Quasi la metà delle nuove assunzioni che ha riguardato le donne negli ultimi due anni è a tempo parziale (soprattutto part time involontario); secondo i dati Istat il gender pay gap, cioè il divario retributivo di genere, sarebbe circa del 5% ma in realtà è molto più ampio se consideriamo la parte variabile della retribuzione (stimato al 25% nel privato e al 17% nel pubblico). Un divario che sale progressivamente con l’avanzare del percorso di carriera (fino ad arrivare al 43% nei livelli più alti). Non solo, la discrepanza delle retribuzioni aumenta anche con l’aumentare del livello di istruzione: si passa dal 5,4% delle scuole professionali, al 10,4% dei non laureati, al 30,4% tra i laureati e arriva al 46,7% tra coloro che hanno specializzazioni di secondo livello. Criticità che, inevitabilmente, avranno gravi ripercussioni anche dal punto di vista previdenziale.
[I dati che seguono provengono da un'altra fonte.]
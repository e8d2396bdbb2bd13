//! Evidence verification
//!
//! A model call proposes field candidates; nothing it claims is trusted
//! until the claim is textually grounded in the evidence snippet it cites.
//! Verification is pure and synchronous, short-circuiting on the first
//! failed check with a stable reason code.

use regex::Regex;
use serde::{Deserialize, Serialize};
use std::collections::HashMap;
use std::sync::OnceLock;

/// One evidence snippet the extraction was permitted to read
#[derive(Debug, Clone, Serialize, Deserialize)]
pub struct Snippet {
    /// Snippet text
    pub text: String,
    /// Content hash at collection time
    pub hash: String,
}

/// One source reference
#[derive(Debug, Clone, Serialize, Deserialize)]
pub struct Reference {
    /// Source URL
    pub url: String,
    /// Free-form source metadata
    #[serde(default)]
    pub metadata: HashMap<String, String>,
}

/// The snippets and references an extraction was permitted to read.
/// Owned by the evidence-collection pipeline; read-only here.
#[derive(Debug, Clone, Default, Serialize, Deserialize)]
pub struct EvidencePack {
    /// Snippets by id
    #[serde(default)]
    pub snippets: HashMap<String, Snippet>,
    /// References by id
    #[serde(default)]
    pub references: HashMap<String, Reference>,
}

/// A field value a model proposed, with its claimed provenance
#[derive(Debug, Clone, PartialEq, Serialize, Deserialize)]
pub struct Candidate {
    /// Field name
    pub field: String,
    /// Proposed value
    pub value: String,
    /// Ids of the evidence the value claims to come from
    #[serde(default)]
    pub evidence_refs: Vec<String>,
    /// Cited snippet id
    #[serde(default)]
    pub snippet_id: Option<String>,
    /// Snippet hash claimed at extraction time
    #[serde(default)]
    pub snippet_hash: Option<String>,
    /// Supporting quote claimed from the snippet
    #[serde(default)]
    pub quote: Option<String>,
    /// Character-offset span locating the quote inside the snippet
    #[serde(default)]
    pub quote_span: Option<(usize, usize)>,
}

/// Why a candidate was rejected
#[derive(Debug, Clone, Copy, PartialEq, Eq)]
pub enum Rejection {
    /// No non-empty evidence reference ids
    MissingEvidenceRefs,
    /// The cited snippet id resolves to nothing
    SnippetNotFound,
    /// The claimed snippet hash differs from the pack's current hash
    SnippetHashMismatch,
    /// Snippet text or candidate value is empty after normalization
    SnippetOrValueMissing,
    /// The quote span is malformed or out of range
    QuoteSpanInvalid,
    /// The quote span denotes text other than the claimed quote
    QuoteSpanMismatch,
    /// The claimed quote does not occur in the snippet
    QuoteNotInSnippet,
    /// The value does not occur in the snippet
    ValueNotInSnippet,
    /// The value's leading numeral does not occur in the snippet
    NumericValueNotInSnippet,
}

impl Rejection {
    /// Stable reason code
    #[must_use]
    pub fn as_str(&self) -> &'static str {
        match self {
            Self::MissingEvidenceRefs => "missing_evidence_refs",
            Self::SnippetNotFound => "snippet_not_found",
            Self::SnippetHashMismatch => "snippet_hash_mismatch",
            Self::SnippetOrValueMissing => "snippet_or_value_missing",
            Self::QuoteSpanInvalid => "quote_span_invalid",
            Self::QuoteSpanMismatch => "quote_span_mismatch",
            Self::QuoteNotInSnippet => "quote_not_in_snippet",
            Self::ValueNotInSnippet => "value_not_in_snippet",
            Self::NumericValueNotInSnippet => "numeric_value_not_in_snippet",
        }
    }
}

impl std::fmt::Display for Rejection {
    fn fmt(&self, f: &mut std::fmt::Formatter<'_>) -> std::fmt::Result {
        f.write_str(self.as_str())
    }
}

/// Lowercase and collapse whitespace runs for case/whitespace-insensitive
/// containment checks.
fn normalize(text: &str) -> String {
    text.to_lowercase()
        .split_whitespace()
        .collect::<Vec<_>>()
        .join(" ")
}

fn numeral_regex() -> &'static Regex {
    static RE: OnceLock<Regex> = OnceLock::new();
    RE.get_or_init(|| Regex::new(r"\d[\d,.]*\d|\d").expect("numeral regex"))
}

/// Strip digit grouping and a trailing decimal point from a numeral
fn normalize_numeral(numeral: &str) -> String {
    numeral.replace(',', "").trim_end_matches('.').to_string()
}

/// Leading numeral of a value, when the value is numeric-shaped
fn leading_numeral(value: &str) -> Option<String> {
    let trimmed = value.trim().trim_start_matches(['-', '+']);
    let m = numeral_regex().find(trimmed)?;
    if m.start() != 0 {
        return None;
    }
    Some(normalize_numeral(m.as_str()))
}

/// Find a numeral in the snippet whose digits equal `target`, returning
/// (matched text, char start, char end).
fn find_numeral(snippet: &str, target: &str) -> Option<(String, usize, usize)> {
    for m in numeral_regex().find_iter(snippet) {
        if normalize_numeral(m.as_str()) == target {
            let start = snippet[..m.start()].chars().count();
            let end = start + m.as_str().chars().count();
            return Some((m.as_str().to_string(), start, end));
        }
    }
    None
}

fn char_slice(text: &str, start: usize, end: usize) -> String {
    text.chars().take(end).skip(start).collect()
}

/// Prove or reject a proposed candidate against the evidence pack.
///
/// Checks run in a fixed order and short-circuit on the first failure. On
/// success the returned candidate carries the resolved snippet id, the
/// pack's current snippet hash and deduplicated references; when the value
/// matched through its numeral, a missing quote/span is auto-filled from
/// the matched location.
///
/// In non-strict mode a cited id resolving only to a reference (no snippet
/// body) is accepted; the text checks are skipped since there is no text to
/// check against.
pub fn verify_candidate(
    candidate: &Candidate,
    pack: &EvidencePack,
    strict: bool,
) -> Result<Candidate, Rejection> {
    // 1. At least one non-empty reference id
    let mut refs: Vec<String> = Vec::new();
    for id in &candidate.evidence_refs {
        let id = id.trim();
        if !id.is_empty() && !refs.iter().any(|existing| existing == id) {
            refs.push(id.to_string());
        }
    }
    if refs.is_empty() {
        return Err(Rejection::MissingEvidenceRefs);
    }

    // 2. Resolve the cited snippet
    let cited_ids: Vec<&str> = candidate
        .snippet_id
        .as_deref()
        .into_iter()
        .chain(refs.iter().map(String::as_str))
        .collect();
    let resolved = cited_ids
        .iter()
        .find_map(|id| pack.snippets.get(*id).map(|snippet| (*id, snippet)));

    let Some((snippet_id, snippet)) = resolved else {
        // Reference-only grounding: tolerated outside strict mode
        if !strict {
            if let Some(ref_id) = cited_ids.iter().find(|id| pack.references.contains_key(**id)) {
                let mut verified = candidate.clone();
                verified.snippet_id = Some((*ref_id).to_string());
                verified.snippet_hash = None;
                verified.evidence_refs = refs;
                return Ok(verified);
            }
        }
        return Err(Rejection::SnippetNotFound);
    };

    // 3. Evidence changed since extraction
    if let Some(claimed) = candidate.snippet_hash.as_deref() {
        if !claimed.is_empty() && !snippet.hash.is_empty() && claimed != snippet.hash {
            return Err(Rejection::SnippetHashMismatch);
        }
    }

    // 4. Nothing to ground, or nothing to ground against
    let snippet_norm = normalize(&snippet.text);
    let value_norm = normalize(&candidate.value);
    if snippet_norm.is_empty() || value_norm.is_empty() {
        return Err(Rejection::SnippetOrValueMissing);
    }

    // 5. Span, when given, must be well-formed and denote the claimed quote
    if let Some((start, end)) = candidate.quote_span {
        let snippet_chars = snippet.text.chars().count();
        if start >= end || end > snippet_chars {
            return Err(Rejection::QuoteSpanInvalid);
        }
        let Some(quote) = candidate.quote.as_deref() else {
            return Err(Rejection::QuoteSpanInvalid);
        };
        let span_text = char_slice(&snippet.text, start, end);
        if normalize(&span_text) != normalize(quote) {
            return Err(Rejection::QuoteSpanMismatch);
        }
    }

    // 6. Quote, when given, must occur in the snippet
    if let Some(quote) = candidate.quote.as_deref() {
        let quote_norm = normalize(quote);
        if quote_norm.is_empty() || !snippet_norm.contains(&quote_norm) {
            return Err(Rejection::QuoteNotInSnippet);
        }
    }

    // 7. The value itself must be grounded
    let mut verified = candidate.clone();
    if !snippet_norm.contains(&value_norm) {
        let Some(numeral) = leading_numeral(&candidate.value) else {
            return Err(Rejection::ValueNotInSnippet);
        };
        let Some((matched, start, end)) = find_numeral(&snippet.text, &numeral) else {
            return Err(Rejection::NumericValueNotInSnippet);
        };
        if verified.quote.is_none() {
            verified.quote = Some(matched);
        }
        if verified.quote_span.is_none() {
            verified.quote_span = Some((start, end));
        }
    }

    verified.snippet_id = Some(snippet_id.to_string());
    verified.snippet_hash = Some(snippet.hash.clone());
    verified.evidence_refs = refs;
    Ok(verified)
}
Questo divario è determinato da vari fattori: la precarietà e alla discontinuità lavorativa; carriere più frammentate e discontinue dovendo farsi carico dell’attività di cura (in particolare alla nascita dei figli); gli incentivi sulla produttività spesso legati a criteri sulla presenza; l’addensamento maggiore nelle mansioni e negli inquadramenti più bassi; la presenza nei settori dei servizi e della cura dove è più presente il lavoro povero, con basse retribuzioni, segno di una “svalorizzazione- disconoscimento” sociale del lavoro delle donne. Tutto questo comporta anche difficoltà e discriminazioni nei percorsi di carriera (tetto di cristallo e sticky floor – pavimento appiccicoso).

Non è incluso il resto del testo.